* **What you should do**: Scan the data below and pick out the lines containing the word "move".

* **Provided data**:
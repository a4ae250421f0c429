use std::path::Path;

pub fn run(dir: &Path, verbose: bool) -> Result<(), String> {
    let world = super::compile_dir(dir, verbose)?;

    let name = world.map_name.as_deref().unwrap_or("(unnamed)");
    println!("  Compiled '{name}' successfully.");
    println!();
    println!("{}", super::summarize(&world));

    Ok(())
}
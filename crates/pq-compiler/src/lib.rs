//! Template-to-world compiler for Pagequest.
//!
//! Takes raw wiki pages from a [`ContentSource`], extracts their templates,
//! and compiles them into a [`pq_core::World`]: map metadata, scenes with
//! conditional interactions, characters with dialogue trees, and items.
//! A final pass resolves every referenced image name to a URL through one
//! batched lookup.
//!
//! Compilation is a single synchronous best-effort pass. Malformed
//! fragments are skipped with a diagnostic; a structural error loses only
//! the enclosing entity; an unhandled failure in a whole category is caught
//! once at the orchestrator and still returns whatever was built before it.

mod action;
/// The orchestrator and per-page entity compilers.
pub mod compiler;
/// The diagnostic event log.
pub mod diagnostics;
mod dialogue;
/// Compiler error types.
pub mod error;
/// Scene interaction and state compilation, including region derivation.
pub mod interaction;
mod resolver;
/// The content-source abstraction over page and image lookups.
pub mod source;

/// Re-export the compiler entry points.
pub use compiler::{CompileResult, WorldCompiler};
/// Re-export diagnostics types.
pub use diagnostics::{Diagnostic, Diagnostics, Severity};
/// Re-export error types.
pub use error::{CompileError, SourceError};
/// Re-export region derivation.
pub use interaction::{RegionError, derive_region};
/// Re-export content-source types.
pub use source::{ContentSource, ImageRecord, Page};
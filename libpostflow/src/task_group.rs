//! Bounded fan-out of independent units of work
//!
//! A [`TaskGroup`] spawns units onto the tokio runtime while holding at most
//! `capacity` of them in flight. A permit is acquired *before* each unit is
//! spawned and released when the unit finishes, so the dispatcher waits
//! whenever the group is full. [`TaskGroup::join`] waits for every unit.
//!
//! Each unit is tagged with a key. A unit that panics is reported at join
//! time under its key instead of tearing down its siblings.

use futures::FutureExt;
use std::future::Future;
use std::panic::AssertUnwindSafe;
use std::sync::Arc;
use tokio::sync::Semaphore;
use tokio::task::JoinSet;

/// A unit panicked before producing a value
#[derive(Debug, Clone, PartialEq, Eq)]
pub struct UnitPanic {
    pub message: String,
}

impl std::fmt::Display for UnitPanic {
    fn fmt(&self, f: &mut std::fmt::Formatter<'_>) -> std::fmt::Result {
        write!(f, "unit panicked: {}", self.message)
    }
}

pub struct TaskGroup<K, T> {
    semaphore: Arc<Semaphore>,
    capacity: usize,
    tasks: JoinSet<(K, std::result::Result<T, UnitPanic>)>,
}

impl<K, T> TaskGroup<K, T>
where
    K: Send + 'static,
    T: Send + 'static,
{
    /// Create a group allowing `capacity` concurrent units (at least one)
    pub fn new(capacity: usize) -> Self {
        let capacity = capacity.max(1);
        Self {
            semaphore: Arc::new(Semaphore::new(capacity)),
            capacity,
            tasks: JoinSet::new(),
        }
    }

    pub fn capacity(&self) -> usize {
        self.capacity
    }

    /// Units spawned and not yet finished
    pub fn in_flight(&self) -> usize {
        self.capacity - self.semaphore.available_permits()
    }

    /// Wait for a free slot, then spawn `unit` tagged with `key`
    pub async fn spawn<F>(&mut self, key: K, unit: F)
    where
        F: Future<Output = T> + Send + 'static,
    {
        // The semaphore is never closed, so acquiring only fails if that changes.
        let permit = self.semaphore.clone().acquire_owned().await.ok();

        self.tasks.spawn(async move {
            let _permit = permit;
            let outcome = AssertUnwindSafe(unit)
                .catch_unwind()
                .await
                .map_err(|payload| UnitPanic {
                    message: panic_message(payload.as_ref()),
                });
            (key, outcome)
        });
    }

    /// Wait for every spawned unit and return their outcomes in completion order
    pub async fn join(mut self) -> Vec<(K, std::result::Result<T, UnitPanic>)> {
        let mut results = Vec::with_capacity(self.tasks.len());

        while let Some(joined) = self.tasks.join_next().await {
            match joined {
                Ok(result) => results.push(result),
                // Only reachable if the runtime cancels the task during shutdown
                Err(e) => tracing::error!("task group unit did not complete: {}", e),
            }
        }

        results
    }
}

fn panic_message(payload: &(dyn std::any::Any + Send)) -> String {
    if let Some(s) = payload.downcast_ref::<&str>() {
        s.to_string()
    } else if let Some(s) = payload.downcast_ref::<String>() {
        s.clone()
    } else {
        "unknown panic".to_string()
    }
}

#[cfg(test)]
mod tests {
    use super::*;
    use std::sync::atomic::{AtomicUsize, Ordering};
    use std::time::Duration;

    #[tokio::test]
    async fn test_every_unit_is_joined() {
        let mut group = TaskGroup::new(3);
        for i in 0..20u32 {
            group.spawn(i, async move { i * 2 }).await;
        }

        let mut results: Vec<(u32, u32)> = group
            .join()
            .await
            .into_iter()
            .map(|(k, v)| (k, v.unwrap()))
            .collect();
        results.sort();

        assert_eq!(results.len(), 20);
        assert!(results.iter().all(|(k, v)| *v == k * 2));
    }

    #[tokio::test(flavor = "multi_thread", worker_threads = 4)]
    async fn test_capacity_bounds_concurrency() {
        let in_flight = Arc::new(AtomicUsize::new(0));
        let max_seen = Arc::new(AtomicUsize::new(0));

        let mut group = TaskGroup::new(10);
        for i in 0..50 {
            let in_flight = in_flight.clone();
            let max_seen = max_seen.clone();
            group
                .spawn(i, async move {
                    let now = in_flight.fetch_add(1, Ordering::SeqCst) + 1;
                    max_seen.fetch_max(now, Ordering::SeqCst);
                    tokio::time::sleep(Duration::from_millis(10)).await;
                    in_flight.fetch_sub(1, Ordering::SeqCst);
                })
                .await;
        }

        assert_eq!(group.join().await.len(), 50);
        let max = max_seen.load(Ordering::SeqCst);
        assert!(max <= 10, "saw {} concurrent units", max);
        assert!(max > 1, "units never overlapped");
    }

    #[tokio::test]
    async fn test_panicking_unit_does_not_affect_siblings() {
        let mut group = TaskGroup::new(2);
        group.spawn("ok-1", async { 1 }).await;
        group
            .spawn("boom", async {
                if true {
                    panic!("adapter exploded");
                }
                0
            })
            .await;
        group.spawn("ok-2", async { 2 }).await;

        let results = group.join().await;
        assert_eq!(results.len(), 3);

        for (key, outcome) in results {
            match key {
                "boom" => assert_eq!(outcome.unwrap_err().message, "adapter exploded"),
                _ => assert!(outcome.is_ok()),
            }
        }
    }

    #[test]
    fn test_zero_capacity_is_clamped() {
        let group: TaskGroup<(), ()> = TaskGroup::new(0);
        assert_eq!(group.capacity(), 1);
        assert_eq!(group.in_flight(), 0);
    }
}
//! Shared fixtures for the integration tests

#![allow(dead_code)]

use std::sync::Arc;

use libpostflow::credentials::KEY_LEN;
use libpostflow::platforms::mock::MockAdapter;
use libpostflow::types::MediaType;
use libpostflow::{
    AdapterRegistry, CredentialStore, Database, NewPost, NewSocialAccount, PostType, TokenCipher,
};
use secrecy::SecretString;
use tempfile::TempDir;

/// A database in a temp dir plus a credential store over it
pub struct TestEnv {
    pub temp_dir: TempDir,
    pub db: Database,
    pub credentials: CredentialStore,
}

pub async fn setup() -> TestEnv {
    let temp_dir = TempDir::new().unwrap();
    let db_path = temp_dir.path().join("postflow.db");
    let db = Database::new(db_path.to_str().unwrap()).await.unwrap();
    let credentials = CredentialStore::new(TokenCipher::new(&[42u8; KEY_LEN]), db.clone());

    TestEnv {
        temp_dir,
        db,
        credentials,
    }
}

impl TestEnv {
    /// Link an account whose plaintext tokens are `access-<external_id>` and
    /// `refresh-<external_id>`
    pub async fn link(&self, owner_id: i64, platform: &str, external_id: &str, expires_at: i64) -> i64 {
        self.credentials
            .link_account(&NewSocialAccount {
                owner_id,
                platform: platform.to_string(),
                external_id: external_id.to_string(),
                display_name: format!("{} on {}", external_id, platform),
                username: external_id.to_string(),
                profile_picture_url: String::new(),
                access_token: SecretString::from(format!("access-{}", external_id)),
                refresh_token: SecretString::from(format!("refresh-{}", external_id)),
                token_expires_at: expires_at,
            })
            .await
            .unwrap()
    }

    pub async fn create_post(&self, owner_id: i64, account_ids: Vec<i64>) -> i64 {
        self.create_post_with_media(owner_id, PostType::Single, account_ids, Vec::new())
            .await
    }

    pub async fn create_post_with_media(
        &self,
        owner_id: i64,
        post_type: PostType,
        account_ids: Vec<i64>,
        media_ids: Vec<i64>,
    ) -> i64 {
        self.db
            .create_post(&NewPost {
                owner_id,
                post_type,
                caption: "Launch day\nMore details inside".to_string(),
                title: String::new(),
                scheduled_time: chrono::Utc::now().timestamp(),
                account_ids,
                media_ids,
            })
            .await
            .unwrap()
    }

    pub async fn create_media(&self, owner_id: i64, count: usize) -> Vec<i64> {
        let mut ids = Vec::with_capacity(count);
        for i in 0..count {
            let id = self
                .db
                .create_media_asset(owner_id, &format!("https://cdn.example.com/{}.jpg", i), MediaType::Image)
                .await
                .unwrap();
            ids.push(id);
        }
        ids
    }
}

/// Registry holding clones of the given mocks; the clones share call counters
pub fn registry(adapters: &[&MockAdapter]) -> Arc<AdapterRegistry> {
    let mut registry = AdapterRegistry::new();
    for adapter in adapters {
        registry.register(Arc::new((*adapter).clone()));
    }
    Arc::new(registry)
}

--

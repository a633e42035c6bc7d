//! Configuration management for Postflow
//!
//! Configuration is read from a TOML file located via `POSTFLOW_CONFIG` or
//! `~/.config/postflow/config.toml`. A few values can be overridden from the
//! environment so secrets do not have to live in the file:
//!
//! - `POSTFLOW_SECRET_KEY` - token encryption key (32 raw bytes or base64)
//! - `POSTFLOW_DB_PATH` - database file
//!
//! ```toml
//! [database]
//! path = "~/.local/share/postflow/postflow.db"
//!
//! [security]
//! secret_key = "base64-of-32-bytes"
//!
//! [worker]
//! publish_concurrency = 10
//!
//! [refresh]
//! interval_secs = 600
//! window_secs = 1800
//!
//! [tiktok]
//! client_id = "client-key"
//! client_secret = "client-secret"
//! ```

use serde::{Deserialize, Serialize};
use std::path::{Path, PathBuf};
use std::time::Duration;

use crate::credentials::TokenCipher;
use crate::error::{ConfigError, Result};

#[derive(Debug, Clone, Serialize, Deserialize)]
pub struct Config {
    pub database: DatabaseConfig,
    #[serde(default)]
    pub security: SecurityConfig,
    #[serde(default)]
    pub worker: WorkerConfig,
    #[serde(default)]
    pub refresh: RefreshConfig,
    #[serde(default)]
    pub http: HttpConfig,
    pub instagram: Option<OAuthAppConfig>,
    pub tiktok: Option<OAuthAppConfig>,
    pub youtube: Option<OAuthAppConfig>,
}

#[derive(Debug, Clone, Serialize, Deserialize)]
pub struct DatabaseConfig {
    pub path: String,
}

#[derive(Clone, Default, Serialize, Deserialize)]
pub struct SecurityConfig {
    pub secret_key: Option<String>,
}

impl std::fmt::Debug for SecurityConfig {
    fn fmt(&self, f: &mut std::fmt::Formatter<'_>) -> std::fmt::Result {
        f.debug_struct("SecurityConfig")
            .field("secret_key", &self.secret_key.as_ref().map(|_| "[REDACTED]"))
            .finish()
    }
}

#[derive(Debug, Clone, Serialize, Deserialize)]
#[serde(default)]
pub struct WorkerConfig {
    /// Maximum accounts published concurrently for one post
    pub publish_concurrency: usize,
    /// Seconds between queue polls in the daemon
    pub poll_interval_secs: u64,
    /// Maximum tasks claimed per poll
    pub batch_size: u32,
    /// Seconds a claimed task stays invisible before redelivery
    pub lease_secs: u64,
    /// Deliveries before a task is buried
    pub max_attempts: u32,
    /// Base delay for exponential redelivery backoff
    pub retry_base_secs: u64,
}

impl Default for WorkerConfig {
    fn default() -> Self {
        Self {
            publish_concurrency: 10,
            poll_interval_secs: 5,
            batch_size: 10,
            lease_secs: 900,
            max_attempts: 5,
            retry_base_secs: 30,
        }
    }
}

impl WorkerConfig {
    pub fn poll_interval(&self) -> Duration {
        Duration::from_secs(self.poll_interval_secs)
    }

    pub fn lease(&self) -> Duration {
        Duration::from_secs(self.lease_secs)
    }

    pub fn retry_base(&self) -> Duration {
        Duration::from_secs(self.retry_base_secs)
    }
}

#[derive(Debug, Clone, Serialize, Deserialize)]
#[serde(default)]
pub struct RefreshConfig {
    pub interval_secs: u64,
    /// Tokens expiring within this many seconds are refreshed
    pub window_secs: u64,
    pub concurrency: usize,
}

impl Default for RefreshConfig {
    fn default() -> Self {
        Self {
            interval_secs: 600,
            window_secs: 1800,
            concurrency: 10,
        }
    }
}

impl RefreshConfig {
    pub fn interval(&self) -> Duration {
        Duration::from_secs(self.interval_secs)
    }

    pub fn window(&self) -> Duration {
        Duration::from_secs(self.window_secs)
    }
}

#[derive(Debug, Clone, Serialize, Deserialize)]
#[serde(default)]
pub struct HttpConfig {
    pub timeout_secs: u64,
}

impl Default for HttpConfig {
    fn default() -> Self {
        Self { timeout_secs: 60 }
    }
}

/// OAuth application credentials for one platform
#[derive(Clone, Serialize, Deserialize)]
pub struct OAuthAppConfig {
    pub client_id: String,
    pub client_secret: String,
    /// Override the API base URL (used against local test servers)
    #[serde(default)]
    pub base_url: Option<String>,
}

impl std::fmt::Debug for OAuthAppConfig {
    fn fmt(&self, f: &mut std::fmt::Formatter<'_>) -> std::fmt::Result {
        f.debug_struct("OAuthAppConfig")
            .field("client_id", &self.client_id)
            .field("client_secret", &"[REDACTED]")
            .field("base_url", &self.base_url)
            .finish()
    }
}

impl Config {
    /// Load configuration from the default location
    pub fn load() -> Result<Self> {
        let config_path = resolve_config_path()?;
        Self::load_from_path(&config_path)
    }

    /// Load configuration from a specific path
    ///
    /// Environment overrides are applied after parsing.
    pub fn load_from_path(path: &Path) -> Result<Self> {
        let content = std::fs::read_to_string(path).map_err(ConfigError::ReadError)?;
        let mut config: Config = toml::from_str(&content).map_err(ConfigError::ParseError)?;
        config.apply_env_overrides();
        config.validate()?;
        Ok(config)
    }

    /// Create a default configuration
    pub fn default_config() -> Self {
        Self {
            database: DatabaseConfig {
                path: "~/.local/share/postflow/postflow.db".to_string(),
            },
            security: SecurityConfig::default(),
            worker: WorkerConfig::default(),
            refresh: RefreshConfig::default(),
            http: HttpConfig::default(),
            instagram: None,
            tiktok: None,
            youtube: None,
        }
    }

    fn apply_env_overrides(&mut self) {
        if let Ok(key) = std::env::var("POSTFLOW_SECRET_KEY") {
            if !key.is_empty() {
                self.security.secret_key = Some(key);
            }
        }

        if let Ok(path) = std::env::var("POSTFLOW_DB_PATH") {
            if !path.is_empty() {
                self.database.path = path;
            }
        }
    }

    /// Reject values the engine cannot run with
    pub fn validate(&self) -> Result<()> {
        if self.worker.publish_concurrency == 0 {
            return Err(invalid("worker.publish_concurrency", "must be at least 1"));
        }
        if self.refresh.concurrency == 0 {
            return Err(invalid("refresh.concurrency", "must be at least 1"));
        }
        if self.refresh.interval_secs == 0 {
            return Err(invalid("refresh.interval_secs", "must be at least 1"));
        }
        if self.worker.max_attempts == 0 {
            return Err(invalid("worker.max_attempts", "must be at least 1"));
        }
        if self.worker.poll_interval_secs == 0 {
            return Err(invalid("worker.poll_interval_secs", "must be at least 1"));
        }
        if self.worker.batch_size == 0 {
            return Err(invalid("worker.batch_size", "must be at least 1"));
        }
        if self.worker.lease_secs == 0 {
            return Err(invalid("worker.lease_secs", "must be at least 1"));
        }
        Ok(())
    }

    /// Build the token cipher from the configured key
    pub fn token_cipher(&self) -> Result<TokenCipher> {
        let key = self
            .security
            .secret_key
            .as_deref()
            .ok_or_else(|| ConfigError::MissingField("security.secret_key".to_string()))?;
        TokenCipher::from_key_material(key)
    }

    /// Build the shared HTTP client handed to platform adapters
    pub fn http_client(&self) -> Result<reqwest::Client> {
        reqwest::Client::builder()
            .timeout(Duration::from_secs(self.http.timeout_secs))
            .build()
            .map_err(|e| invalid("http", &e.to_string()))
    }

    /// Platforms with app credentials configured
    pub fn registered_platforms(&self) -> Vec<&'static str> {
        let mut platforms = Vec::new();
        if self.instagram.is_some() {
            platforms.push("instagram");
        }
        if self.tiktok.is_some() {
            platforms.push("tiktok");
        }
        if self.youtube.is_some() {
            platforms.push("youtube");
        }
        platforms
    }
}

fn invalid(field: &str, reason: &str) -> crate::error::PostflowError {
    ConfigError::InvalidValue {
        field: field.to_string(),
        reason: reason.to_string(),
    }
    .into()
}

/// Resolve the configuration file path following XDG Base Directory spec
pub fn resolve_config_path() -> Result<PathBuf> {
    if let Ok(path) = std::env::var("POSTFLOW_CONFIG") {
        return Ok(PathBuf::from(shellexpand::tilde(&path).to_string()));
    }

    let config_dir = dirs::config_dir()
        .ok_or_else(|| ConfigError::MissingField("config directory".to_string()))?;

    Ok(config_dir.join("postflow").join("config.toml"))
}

* **Solution to the problem**:
        self.tasks.spawn(async move {
            group.spawn(i, async move { i * 2 }).await;
                .spawn(i, async move {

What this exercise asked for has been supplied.